This distinction was politically and strategically significant. Domestically, it allowed the administration to maintain consistency with its “America First” narrative by reframing assistance as alliance burden-sharing rather than unilateral subsidisation. Internationally, however, the arrangement preserved the fundamental reality that American military-industrial capacity remained indispensable to Ukraine’s survival and to broader European deterrence credibility.
The episode illustrates a recurring pattern within the administration’s broader alliance management strategy: the extraction of maximum rhetorical, financial, and political concessions from allies while ultimately maintaining the strategic relationships necessary for sustaining American global influence.
Secretary General Mark Rutte’s widely discussed description of Trump as “Europe’s daddy” at the Hague Summit — although controversial and heavily criticised in parts of Europe — symbolically captured this evolving relationship dynamic.

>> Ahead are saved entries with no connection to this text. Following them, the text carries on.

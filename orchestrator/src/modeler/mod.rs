mod base;
mod classification;
mod text;

pub use base::ModelerBase;
pub use classification::ImageClassification;
pub use text::TextGeneration;

use std::sync::Arc;

use machine_learning::{
    PiecewiseConstant, VariableSpec,
    network::{Network, NetworkParams},
};
use parameter_server::VariableStore;

use crate::{
    config::ModelerConfig,
    error::Result,
    inputter::{Batch, Inputter},
    runner::PerDeviceResult,
};

/// The state that exists once per run, whatever the device count.
#[derive(Debug, Clone, Default, PartialEq)]
pub struct BuildContext {
    pub global_step: u64,
    /// Set in train mode only.
    pub schedule: Option<PiecewiseConstant>,
    /// The steps one pass over the dataset takes.
    pub steps_per_epoch: u64,
    pub max_steps: u64,
}

impl BuildContext {
    /// The learning rate at the current global step, if a schedule was built.
    pub fn learning_rate(&self) -> Option<f32> {
        self.schedule
            .as_ref()
            .map(|s| s.learning_rate(self.global_step))
    }
}

/// What one replica knows about the step it runs in.
#[derive(Debug, Clone, Copy, PartialEq)]
pub struct StepContext {
    pub global_step: u64,
    pub device: usize,
    pub learning_rate: Option<f32>,
}

/// Builds the loss, gradients and mode specific outputs around a network.
pub trait Modeler: Send + Sync {
    fn name(&self) -> &str;

    fn config(&self) -> &ModelerConfig;

    /// Reads the dataset dependent sizing from `inputter`.
    ///
    /// # Errors
    /// `DatasetUnavailable` if a size the network needs is unknown.
    fn get_dataset_info(&mut self, inputter: &dyn Inputter) -> Result<()>;

    /// Builds what exists once per run, leaving values that are already set untouched.
    fn create_nonreplicated_fn(&self, ctx: &mut BuildContext) -> Result<()>;

    /// Every variable a replica reads.
    fn variables(&self) -> Result<Vec<VariableSpec>>;

    /// Runs one replica.
    ///
    /// # Arguments
    /// * `store` - The shared variables, read only.
    /// * `batch` - This device's slice of the step's batch.
    /// * `step` - The global step, device and learning rate.
    fn model_fn(
        &self,
        store: &VariableStore,
        batch: &Batch,
        step: &StepContext,
    ) -> Result<PerDeviceResult>;

    fn network(&self) -> &Arc<dyn Network>;

    /// The sizing the network was built with, once dataset info was read.
    fn network_params(&self) -> Option<&NetworkParams>;

    /// The name of the served input.
    fn input_name(&self) -> &str {
        "inputs"
    }
}

/// What every modeler factory receives.
#[derive(Clone)]
pub struct ModelerArgs {
    pub config: ModelerConfig,
    pub network: Arc<dyn Network>,
}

European states increasingly resent the coercive and performative dimensions of Trumpian alliance management, yet simultaneously recognise their continued dependence upon American military power.
This duality produces an unstable psychological equilibrium. The alliance persists materially while eroding emotionally.

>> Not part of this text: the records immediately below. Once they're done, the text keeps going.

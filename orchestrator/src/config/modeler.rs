use machine_learning::{NameFilter, TrainableFilter};
use serde::{Deserialize, Serialize};

use super::Config;

/// The unit `piecewise_boundaries` are given in.
#[derive(Debug, Clone, Copy, Default, PartialEq, Eq, Serialize, Deserialize)]
#[serde(rename_all = "lowercase")]
pub enum BoundaryUnit {
    #[default]
    Epochs,
    Steps,
}

#[derive(Debug, Clone, PartialEq, Serialize, Deserialize)]
#[serde(default)]
pub struct ModelerConfig {
    #[serde(skip)]
    pub general: Config,
    pub optimizer: String,
    pub learning_rate: f32,
    pub piecewise_boundaries: Vec<u64>,
    pub piecewise_lr_decay: Vec<f32>,
    pub boundary_unit: BoundaryUnit,
    pub trainable_vars: NameFilter,
    pub skip_trainable_vars: NameFilter,
    pub skip_l2_loss_vars: NameFilter,
    pub l2_weight_decay: f32,
    pub grad_clip: Option<f32>,
    /// Overrides the class count the dataset reports, 0 keeps the dataset's.
    pub num_classes: usize,
    pub hidden_units: usize,
}

impl Default for ModelerConfig {
    fn default() -> Self {
        Self {
            general: Config::default(),
            optimizer: "momentum".to_string(),
            learning_rate: 0.1,
            piecewise_boundaries: Vec::new(),
            piecewise_lr_decay: vec![1.0],
            boundary_unit: BoundaryUnit::Epochs,
            trainable_vars: NameFilter::default(),
            skip_trainable_vars: NameFilter::default(),
            skip_l2_loss_vars: NameFilter::parse("BatchNorm,preact,postnorm"),
            l2_weight_decay: 0.0002,
            grad_clip: None,
            num_classes: 0,
            hidden_units: 64,
        }
    }
}

impl ModelerConfig {
    pub fn trainable_filter(&self) -> TrainableFilter {
        TrainableFilter::new(self.trainable_vars.clone(), self.skip_trainable_vars.clone())
    }
}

Critics argue that the reputational damage generated by repeated conditional threats may ultimately outweigh the fiscal gains achieved through burden redistribution. Credibility in alliance systems accumulates gradually but can deteriorate rapidly. Once allies begin incorporating abandonment risk into long-term planning assumptions, the strategic architecture of deterrence itself changes.
At the same time, structural realities continue limiting the administration’s freedom of manoeuvre. NATO’s 2025 Annual Report identified Russia as “the most significant and direct threat” to alliance security while explicitly linking Moscow’s war effort to broader strategic support from China, Iran, North Korea, and Belarus. This framing reinforces the perception within large segments of the US security establishment that the European theatre cannot be cleanly separated from global great-power competition.
Congressional constraints further complicate any rapid retrenchment scenario. Bipartisan resistance to precipitous withdrawal from Europe remains substantial, particularly among legislators concerned that visible American disengagement would embolden both Russia and China simultaneously. The NDAA restrictions on troop reductions therefore represent more than procedural oversight; they embody a deeper institutional consensus that American credibility in Europe remains strategically interconnected with its global position.
The Ukraine theatre thus reveals the central contradiction of transactionalism itself. The administration seeks to reduce the costs of alliance maintenance while preserving the geopolitical advantages those alliances provide. Yet coercive bargaining over alliance commitments risks weakening the very credibility structures upon which deterrence depends. The result is a strategy that simultaneously strengthens and destabilises NATO: strengthening it materially through accelerated European militarisation while destabilising it psychologically through the normalisation of conditionality.
VI. The Middle East: Strategic Disengagement and Its Contradictions
The Middle East represents the clearest illustration of the widening gap between American retrenchment rhetoric and operational geopolitical reality. Every US administration since Barack Obama has attempted, in varying forms, to reduce American exposure to the region’s chronic instability. Each has ultimately discovered that the strategic vacuum created by disengagement generates pressures that repeatedly draw Washington back into regional affairs. The second Trump administration has reproduced this pattern with particular intensity.
The administration’s 2025 National Security Strategy reflects lessons derived from two decades of costly interventionism in Iraq and Afghanistan. Those conflicts profoundly reshaped elite and public attitudes toward large-scale military occupations, regime-change campaigns, and open-ended counterinsurgency operations. Within the administration’s strategic worldview, prolonged Middle Eastern entanglements are increasingly interpreted as diversions of finite military, fiscal, and political resources away from the primary geopolitical challenge posed by China.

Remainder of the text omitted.